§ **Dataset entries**
---

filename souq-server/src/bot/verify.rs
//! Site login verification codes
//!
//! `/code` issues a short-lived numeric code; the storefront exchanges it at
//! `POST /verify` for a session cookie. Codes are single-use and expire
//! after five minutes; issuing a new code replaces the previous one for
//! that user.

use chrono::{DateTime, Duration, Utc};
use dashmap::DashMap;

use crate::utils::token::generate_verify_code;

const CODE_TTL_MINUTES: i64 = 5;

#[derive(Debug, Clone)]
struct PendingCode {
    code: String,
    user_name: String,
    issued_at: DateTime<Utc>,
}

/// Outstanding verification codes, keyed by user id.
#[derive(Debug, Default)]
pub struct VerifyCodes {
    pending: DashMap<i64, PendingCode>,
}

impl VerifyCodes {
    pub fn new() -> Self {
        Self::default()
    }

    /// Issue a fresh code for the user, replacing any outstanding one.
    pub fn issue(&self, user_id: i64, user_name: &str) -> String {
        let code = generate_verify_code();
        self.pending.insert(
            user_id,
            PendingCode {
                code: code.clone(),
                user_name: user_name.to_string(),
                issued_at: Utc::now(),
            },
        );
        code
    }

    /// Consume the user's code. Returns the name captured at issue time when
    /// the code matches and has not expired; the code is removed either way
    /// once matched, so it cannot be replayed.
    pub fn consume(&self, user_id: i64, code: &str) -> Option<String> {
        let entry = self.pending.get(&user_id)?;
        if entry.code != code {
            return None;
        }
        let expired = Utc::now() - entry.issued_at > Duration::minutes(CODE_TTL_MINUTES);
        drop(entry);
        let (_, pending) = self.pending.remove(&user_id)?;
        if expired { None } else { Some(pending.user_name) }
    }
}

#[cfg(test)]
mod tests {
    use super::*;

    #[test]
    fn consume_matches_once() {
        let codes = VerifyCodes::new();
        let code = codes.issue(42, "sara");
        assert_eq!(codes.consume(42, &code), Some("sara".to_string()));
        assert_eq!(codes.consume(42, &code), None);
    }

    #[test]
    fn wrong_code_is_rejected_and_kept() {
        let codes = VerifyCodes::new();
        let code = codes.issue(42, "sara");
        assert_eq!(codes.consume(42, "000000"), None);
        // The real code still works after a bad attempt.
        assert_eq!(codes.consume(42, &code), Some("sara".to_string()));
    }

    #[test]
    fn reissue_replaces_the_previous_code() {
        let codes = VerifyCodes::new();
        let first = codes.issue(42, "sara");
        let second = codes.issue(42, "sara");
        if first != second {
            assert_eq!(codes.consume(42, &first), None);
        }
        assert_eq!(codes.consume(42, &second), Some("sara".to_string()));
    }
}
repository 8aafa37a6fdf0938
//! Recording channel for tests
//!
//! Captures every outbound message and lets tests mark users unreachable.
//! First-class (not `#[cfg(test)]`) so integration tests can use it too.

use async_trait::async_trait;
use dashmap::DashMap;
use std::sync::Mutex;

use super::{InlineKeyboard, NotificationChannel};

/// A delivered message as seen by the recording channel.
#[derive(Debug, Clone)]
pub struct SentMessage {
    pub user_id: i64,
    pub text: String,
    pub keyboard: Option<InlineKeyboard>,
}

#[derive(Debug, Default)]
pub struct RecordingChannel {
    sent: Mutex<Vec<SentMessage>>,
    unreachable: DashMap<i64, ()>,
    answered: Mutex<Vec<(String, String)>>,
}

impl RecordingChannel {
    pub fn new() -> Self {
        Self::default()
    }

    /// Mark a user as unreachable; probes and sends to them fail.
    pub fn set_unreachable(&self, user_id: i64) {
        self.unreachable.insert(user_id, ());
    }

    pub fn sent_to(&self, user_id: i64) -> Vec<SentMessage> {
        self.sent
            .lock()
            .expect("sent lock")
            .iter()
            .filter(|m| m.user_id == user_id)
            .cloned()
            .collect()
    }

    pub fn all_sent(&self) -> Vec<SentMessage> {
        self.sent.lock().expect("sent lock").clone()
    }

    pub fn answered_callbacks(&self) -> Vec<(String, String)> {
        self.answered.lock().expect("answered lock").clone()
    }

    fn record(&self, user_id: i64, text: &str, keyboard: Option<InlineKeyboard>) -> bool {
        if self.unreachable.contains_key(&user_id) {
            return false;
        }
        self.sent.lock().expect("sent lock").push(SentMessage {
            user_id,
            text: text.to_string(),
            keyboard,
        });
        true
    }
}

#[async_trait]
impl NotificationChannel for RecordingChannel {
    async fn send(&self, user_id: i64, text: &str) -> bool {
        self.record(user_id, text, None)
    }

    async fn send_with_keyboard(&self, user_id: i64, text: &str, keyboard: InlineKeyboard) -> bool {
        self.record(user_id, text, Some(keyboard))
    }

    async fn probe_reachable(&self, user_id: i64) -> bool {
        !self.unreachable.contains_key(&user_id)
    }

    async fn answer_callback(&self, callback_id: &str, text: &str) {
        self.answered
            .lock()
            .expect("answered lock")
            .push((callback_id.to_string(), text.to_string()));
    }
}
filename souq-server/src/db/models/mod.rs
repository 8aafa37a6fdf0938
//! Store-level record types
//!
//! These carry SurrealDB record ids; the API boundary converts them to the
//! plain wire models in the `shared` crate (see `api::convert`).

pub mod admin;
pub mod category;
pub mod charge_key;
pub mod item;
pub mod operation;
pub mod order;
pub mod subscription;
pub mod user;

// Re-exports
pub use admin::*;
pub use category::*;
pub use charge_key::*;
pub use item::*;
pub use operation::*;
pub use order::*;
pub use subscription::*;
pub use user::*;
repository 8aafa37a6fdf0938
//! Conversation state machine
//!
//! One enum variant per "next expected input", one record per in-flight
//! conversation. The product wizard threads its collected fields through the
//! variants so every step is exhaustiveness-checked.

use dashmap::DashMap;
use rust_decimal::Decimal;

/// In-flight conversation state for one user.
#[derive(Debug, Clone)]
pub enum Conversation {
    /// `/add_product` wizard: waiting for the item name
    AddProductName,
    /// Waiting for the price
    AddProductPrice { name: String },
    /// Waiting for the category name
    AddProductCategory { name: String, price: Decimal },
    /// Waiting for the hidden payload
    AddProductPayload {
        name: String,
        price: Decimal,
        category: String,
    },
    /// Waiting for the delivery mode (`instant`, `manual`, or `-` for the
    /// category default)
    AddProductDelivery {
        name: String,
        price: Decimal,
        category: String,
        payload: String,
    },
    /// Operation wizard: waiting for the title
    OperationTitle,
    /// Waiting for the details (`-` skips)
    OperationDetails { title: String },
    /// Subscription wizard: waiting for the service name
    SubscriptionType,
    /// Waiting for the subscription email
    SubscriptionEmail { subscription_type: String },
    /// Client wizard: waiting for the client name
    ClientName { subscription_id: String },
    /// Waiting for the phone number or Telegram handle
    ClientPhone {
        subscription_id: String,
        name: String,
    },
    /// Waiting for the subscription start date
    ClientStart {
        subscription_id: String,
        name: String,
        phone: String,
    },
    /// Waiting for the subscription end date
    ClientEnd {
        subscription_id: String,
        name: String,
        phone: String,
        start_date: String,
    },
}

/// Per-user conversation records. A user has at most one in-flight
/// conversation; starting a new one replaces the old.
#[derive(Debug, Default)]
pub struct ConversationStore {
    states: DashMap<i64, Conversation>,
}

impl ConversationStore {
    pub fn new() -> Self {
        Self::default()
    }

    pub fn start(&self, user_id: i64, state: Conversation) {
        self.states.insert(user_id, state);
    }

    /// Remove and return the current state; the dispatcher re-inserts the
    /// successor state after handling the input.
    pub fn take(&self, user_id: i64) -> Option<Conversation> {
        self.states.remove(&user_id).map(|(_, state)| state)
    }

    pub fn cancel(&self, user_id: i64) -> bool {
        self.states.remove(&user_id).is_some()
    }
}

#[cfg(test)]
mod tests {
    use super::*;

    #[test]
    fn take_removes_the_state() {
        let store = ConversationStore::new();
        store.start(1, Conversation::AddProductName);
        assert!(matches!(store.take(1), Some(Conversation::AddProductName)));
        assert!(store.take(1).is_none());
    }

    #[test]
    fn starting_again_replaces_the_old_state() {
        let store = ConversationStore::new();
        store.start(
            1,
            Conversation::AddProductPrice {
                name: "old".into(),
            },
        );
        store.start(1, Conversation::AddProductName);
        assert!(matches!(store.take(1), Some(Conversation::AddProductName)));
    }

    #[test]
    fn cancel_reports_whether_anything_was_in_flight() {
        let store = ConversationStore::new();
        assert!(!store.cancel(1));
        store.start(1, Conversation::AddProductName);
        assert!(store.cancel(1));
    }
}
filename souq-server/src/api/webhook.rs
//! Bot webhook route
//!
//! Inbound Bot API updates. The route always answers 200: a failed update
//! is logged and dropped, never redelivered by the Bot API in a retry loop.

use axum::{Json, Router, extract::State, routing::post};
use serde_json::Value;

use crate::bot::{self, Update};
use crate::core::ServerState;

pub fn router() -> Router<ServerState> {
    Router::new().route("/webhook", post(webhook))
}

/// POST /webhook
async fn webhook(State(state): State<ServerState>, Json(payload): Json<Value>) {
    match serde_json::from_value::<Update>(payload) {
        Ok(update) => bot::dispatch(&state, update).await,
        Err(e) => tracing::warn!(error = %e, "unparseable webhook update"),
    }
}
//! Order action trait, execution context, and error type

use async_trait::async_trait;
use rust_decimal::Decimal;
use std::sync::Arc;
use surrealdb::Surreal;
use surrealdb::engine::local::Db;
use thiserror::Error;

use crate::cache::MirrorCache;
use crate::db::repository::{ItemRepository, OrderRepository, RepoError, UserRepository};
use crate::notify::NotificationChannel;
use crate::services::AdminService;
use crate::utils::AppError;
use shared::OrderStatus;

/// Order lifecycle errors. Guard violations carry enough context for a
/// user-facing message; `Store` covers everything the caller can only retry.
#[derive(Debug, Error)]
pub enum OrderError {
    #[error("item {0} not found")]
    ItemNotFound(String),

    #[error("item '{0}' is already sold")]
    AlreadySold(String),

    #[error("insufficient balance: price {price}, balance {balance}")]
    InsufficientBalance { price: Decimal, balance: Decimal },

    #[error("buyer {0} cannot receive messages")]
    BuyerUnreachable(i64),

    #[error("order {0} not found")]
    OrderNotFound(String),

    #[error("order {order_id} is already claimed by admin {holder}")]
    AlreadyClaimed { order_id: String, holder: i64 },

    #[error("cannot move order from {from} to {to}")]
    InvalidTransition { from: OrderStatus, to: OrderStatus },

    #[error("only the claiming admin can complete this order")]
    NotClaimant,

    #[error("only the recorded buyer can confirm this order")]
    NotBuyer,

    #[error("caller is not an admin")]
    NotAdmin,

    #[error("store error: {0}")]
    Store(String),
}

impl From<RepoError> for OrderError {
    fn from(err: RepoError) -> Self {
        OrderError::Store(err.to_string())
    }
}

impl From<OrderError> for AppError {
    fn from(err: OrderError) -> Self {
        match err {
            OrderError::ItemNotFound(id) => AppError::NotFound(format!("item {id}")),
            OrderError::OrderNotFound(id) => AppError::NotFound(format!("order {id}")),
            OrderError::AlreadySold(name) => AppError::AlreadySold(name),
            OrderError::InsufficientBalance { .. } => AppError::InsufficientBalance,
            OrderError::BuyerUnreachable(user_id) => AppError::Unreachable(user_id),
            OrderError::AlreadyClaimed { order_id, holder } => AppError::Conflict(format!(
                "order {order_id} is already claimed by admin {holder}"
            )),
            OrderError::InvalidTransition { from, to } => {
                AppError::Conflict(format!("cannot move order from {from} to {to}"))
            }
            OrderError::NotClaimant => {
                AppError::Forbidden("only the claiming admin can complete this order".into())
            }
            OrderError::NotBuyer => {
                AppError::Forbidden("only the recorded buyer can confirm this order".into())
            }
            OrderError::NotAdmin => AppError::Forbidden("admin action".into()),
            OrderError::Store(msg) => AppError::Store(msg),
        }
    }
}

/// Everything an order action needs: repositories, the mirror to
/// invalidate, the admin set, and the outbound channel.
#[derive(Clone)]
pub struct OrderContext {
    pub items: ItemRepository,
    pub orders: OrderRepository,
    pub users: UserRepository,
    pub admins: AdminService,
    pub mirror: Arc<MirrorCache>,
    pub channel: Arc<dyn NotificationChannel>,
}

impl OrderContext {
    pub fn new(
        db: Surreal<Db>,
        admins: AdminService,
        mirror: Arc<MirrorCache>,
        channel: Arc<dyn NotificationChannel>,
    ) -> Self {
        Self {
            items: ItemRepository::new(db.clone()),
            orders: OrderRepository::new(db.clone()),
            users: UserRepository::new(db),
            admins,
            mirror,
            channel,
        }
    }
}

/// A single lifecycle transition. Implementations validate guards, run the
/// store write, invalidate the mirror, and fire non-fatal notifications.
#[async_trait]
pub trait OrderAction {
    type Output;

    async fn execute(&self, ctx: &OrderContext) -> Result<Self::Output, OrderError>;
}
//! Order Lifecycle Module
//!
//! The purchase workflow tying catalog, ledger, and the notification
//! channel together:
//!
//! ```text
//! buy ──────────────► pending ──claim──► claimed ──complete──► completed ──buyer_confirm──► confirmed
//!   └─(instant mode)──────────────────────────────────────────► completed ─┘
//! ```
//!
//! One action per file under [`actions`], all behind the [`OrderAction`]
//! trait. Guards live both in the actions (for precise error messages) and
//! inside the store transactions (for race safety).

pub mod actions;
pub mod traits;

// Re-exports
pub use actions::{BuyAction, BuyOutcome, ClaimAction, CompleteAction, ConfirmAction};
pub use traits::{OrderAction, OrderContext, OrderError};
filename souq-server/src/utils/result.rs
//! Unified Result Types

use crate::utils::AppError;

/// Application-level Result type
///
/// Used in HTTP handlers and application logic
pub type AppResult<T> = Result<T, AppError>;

---

For this exercise, please output exactly the lines above starting at the line with "async fn send(&self, user_id: i64, text: &str)" and ending at the line with "record per in-flight", ends included.

§ **Exercise answer**
    async fn send(&self, user_id: i64, text: &str) -> bool {
        self.record(user_id, text, None)
    }

    async fn send_with_keyboard(&self, user_id: i64, text: &str, keyboard: InlineKeyboard) -> bool {
        self.record(user_id, text, Some(keyboard))
    }

    async fn probe_reachable(&self, user_id: i64) -> bool {
        !self.unreachable.contains_key(&user_id)
    }

    async fn answer_callback(&self, callback_id: &str, text: &str) {
        self.answered
            .lock()
            .expect("answered lock")
            .push((callback_id.to_string(), text.to_string()));
    }
}
filename souq-server/src/db/models/mod.rs
repository 8aafa37a6fdf0938
//! Store-level record types
//!
//! These carry SurrealDB record ids; the API boundary converts them to the
//! plain wire models in the `shared` crate (see `api::convert`).

pub mod admin;
pub mod category;
pub mod charge_key;
pub mod item;
pub mod operation;
pub mod order;
pub mod subscription;
pub mod user;

// Re-exports
pub use admin::*;
pub use category::*;
pub use charge_key::*;
pub use item::*;
pub use operation::*;
pub use order::*;
pub use subscription::*;
pub use user::*;
repository 8aafa37a6fdf0938
//! Conversation state machine
//!
//! One enum variant per "next expected input", one record per in-flight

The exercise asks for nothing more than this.